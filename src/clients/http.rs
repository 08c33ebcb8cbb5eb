//! HTTP collaborator clients.
//!
//! Each call carries an `Idempotency-Key` header and a per-call deadline.
//! Transport faults are retried with exponential backoff inside the
//! client; domain errors are returned on the first definitive answer.

use std::sync::Arc;
use std::time::Duration;

use async_trait::async_trait;
use backon::{ExponentialBuilder, Retryable};
use chrono::{DateTime, Utc};
use serde::{de::DeserializeOwned, Deserialize, Serialize};
use tracing::{debug, warn};
use uuid::Uuid;

use super::{
    Authorization, CollaboratorError, Collaborators, InventoryClient, PaymentClient, Reservation,
    Result, Shipment, ShippingClient,
};
use crate::config::{CollaboratorEndpoints, StepTimeouts};
use crate::model::{Address, OrderItem};

const IDEMPOTENCY_KEY_HEADER: &str = "Idempotency-Key";

/// Build the HTTP collaborator set from configured endpoints.
pub fn http_collaborators(
    endpoints: &CollaboratorEndpoints,
    timeouts: &StepTimeouts,
) -> Collaborators {
    let http = reqwest::Client::new();
    let call_timeout = timeouts.call_timeout();
    Collaborators {
        inventory: Arc::new(HttpInventoryClient::new(
            http.clone(),
            endpoints.inventory_url.clone(),
            call_timeout,
        )),
        payment: Arc::new(HttpPaymentClient::new(
            http.clone(),
            endpoints.payment_url.clone(),
            call_timeout,
        )),
        shipping: Arc::new(HttpShippingClient::new(
            http,
            endpoints.shipping_url.clone(),
            call_timeout,
        )),
    }
}

/// Shared POST-with-retry plumbing for the three clients.
#[derive(Clone)]
struct HttpCollaborator {
    http: reqwest::Client,
    base_url: String,
    call_timeout: Duration,
}

/// Error body returned by collaborators on domain failures.
#[derive(Debug, Deserialize)]
struct ErrorBody {
    code: String,
    #[serde(default)]
    message: String,
}

impl HttpCollaborator {
    fn new(http: reqwest::Client, base_url: String, call_timeout: Duration) -> Self {
        Self {
            http,
            base_url: base_url.trim_end_matches('/').to_string(),
            call_timeout,
        }
    }

    /// POST once, mapping the response to a domain or transport error.
    async fn post_once<B: Serialize, T: DeserializeOwned>(
        &self,
        path: &str,
        body: &B,
        idempotency_key: &str,
    ) -> Result<T> {
        let url = format!("{}{}", self.base_url, path);

        let response = self
            .http
            .post(&url)
            .header(IDEMPOTENCY_KEY_HEADER, idempotency_key)
            .timeout(self.call_timeout)
            .json(body)
            .send()
            .await
            .map_err(|e| self.map_transport(e))?;

        let status = response.status();
        if status.is_success() {
            return response
                .json::<T>()
                .await
                .map_err(|e| CollaboratorError::Transport(format!("malformed response: {e}")));
        }

        // A parseable error body is a definitive domain answer; anything
        // else is treated as transport-level.
        match response.json::<ErrorBody>().await {
            Ok(error) => Err(CollaboratorError::Domain {
                code: error.code,
                message: error.message,
            }),
            Err(_) => Err(CollaboratorError::Transport(format!(
                "unexpected status {status} from {url}"
            ))),
        }
    }

    /// POST with exponential backoff on transient faults.
    async fn post<B: Serialize, T: DeserializeOwned>(
        &self,
        path: &str,
        body: &B,
        idempotency_key: &str,
    ) -> Result<T> {
        (|| self.post_once(path, body, idempotency_key))
            .retry(ExponentialBuilder::default().with_max_times(3))
            .when(CollaboratorError::is_transient)
            .notify(|error: &CollaboratorError, delay: Duration| {
                warn!(error = %error, delay_ms = delay.as_millis() as u64, path, "retrying collaborator call");
            })
            .await
    }

    fn map_transport(&self, error: reqwest::Error) -> CollaboratorError {
        if error.is_timeout() {
            CollaboratorError::Timeout(self.call_timeout.as_secs())
        } else {
            CollaboratorError::Transport(error.to_string())
        }
    }
}

#[derive(Debug, Serialize)]
#[serde(rename_all = "camelCase")]
struct ItemBody<'a> {
    product_id: Uuid,
    product_name: &'a str,
    quantity: u32,
    unit_price_in_cents: i64,
}

fn item_bodies(items: &[OrderItem]) -> Vec<ItemBody<'_>> {
    items
        .iter()
        .map(|item| ItemBody {
            product_id: item.product_id,
            product_name: &item.product_name,
            quantity: item.quantity,
            unit_price_in_cents: item.unit_price_cents,
        })
        .collect()
}

/// Inventory service over HTTP.
pub struct HttpInventoryClient {
    inner: HttpCollaborator,
}

impl HttpInventoryClient {
    pub fn new(http: reqwest::Client, base_url: String, call_timeout: Duration) -> Self {
        Self {
            inner: HttpCollaborator::new(http, base_url, call_timeout),
        }
    }
}

#[derive(Debug, Serialize)]
#[serde(rename_all = "camelCase")]
struct ReserveBody<'a> {
    order_id: Uuid,
    items: Vec<ItemBody<'a>>,
}

#[derive(Debug, Deserialize)]
#[serde(rename_all = "camelCase")]
struct ReserveResponse {
    reservation_id: String,
    expires_at: DateTime<Utc>,
}

#[derive(Debug, Serialize)]
#[serde(rename_all = "camelCase")]
struct ReleaseBody<'a> {
    reservation_id: &'a str,
}

#[async_trait]
impl InventoryClient for HttpInventoryClient {
    async fn reserve(
        &self,
        order_id: Uuid,
        items: &[OrderItem],
        idempotency_key: &str,
    ) -> Result<Reservation> {
        let body = ReserveBody {
            order_id,
            items: item_bodies(items),
        };
        let response: ReserveResponse =
            self.inner.post("/reservations", &body, idempotency_key).await?;

        debug!(order_id = %order_id, reservation_id = %response.reservation_id, "inventory reserved");
        Ok(Reservation {
            reservation_id: response.reservation_id,
            expires_at: response.expires_at,
        })
    }

    async fn release(&self, reservation_id: &str, idempotency_key: &str) -> Result<()> {
        let body = ReleaseBody { reservation_id };
        let _: serde_json::Value = self
            .inner
            .post("/reservations/release", &body, idempotency_key)
            .await?;
        Ok(())
    }
}

/// Payment service over HTTP.
pub struct HttpPaymentClient {
    inner: HttpCollaborator,
}

impl HttpPaymentClient {
    pub fn new(http: reqwest::Client, base_url: String, call_timeout: Duration) -> Self {
        Self {
            inner: HttpCollaborator::new(http, base_url, call_timeout),
        }
    }
}

#[derive(Debug, Serialize)]
#[serde(rename_all = "camelCase")]
struct AuthorizeBody<'a> {
    order_id: Uuid,
    payment_method_id: &'a str,
    amount_in_cents: i64,
}

#[derive(Debug, Deserialize)]
#[serde(rename_all = "camelCase")]
struct AuthorizeResponse {
    authorization_id: String,
    captured_at: DateTime<Utc>,
    expires_at: DateTime<Utc>,
}

#[derive(Debug, Serialize)]
#[serde(rename_all = "camelCase")]
struct VoidBody<'a> {
    authorization_id: &'a str,
}

#[async_trait]
impl PaymentClient for HttpPaymentClient {
    async fn authorize(
        &self,
        order_id: Uuid,
        payment_method_id: &str,
        amount_cents: i64,
        idempotency_key: &str,
    ) -> Result<Authorization> {
        let body = AuthorizeBody {
            order_id,
            payment_method_id,
            amount_in_cents: amount_cents,
        };
        let response: AuthorizeResponse = self
            .inner
            .post("/authorizations", &body, idempotency_key)
            .await?;

        debug!(order_id = %order_id, authorization_id = %response.authorization_id, "payment authorized");
        Ok(Authorization {
            authorization_id: response.authorization_id,
            captured_at: response.captured_at,
            expires_at: response.expires_at,
        })
    }

    async fn void(&self, authorization_id: &str, idempotency_key: &str) -> Result<()> {
        let body = VoidBody { authorization_id };
        let _: serde_json::Value = self
            .inner
            .post("/authorizations/void", &body, idempotency_key)
            .await?;
        Ok(())
    }
}

/// Shipping service over HTTP.
pub struct HttpShippingClient {
    inner: HttpCollaborator,
}

impl HttpShippingClient {
    pub fn new(http: reqwest::Client, base_url: String, call_timeout: Duration) -> Self {
        Self {
            inner: HttpCollaborator::new(http, base_url, call_timeout),
        }
    }
}

#[derive(Debug, Serialize)]
#[serde(rename_all = "camelCase")]
struct ArrangeBody<'a> {
    order_id: Uuid,
    address: &'a Address,
    items: Vec<ItemBody<'a>>,
}

#[derive(Debug, Deserialize)]
#[serde(rename_all = "camelCase")]
struct ArrangeResponse {
    shipment_id: String,
    tracking_number: String,
    estimated_delivery: DateTime<Utc>,
}

#[derive(Debug, Serialize)]
#[serde(rename_all = "camelCase")]
struct CancelBody<'a> {
    shipment_id: &'a str,
}

#[async_trait]
impl ShippingClient for HttpShippingClient {
    async fn arrange(
        &self,
        order_id: Uuid,
        address: &Address,
        items: &[OrderItem],
        idempotency_key: &str,
    ) -> Result<Shipment> {
        let body = ArrangeBody {
            order_id,
            address,
            items: item_bodies(items),
        };
        let response: ArrangeResponse =
            self.inner.post("/shipments", &body, idempotency_key).await?;

        debug!(order_id = %order_id, shipment_id = %response.shipment_id, "shipment arranged");
        Ok(Shipment {
            shipment_id: response.shipment_id,
            tracking_number: response.tracking_number,
            estimated_delivery: response.estimated_delivery,
        })
    }

    async fn cancel(&self, shipment_id: &str, idempotency_key: &str) -> Result<()> {
        let body = CancelBody { shipment_id };
        let _: serde_json::Value = self
            .inner
            .post("/shipments/cancel", &body, idempotency_key)
            .await?;
        Ok(())
    }
}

WORK INSTRUCTIONS:
Pick out and copy the lines of the entries that hold the string "faults".

OUTPUT BELOW:
//! Transport faults are retried with exponential backoff inside the
    /// POST with exponential backoff on transient faults.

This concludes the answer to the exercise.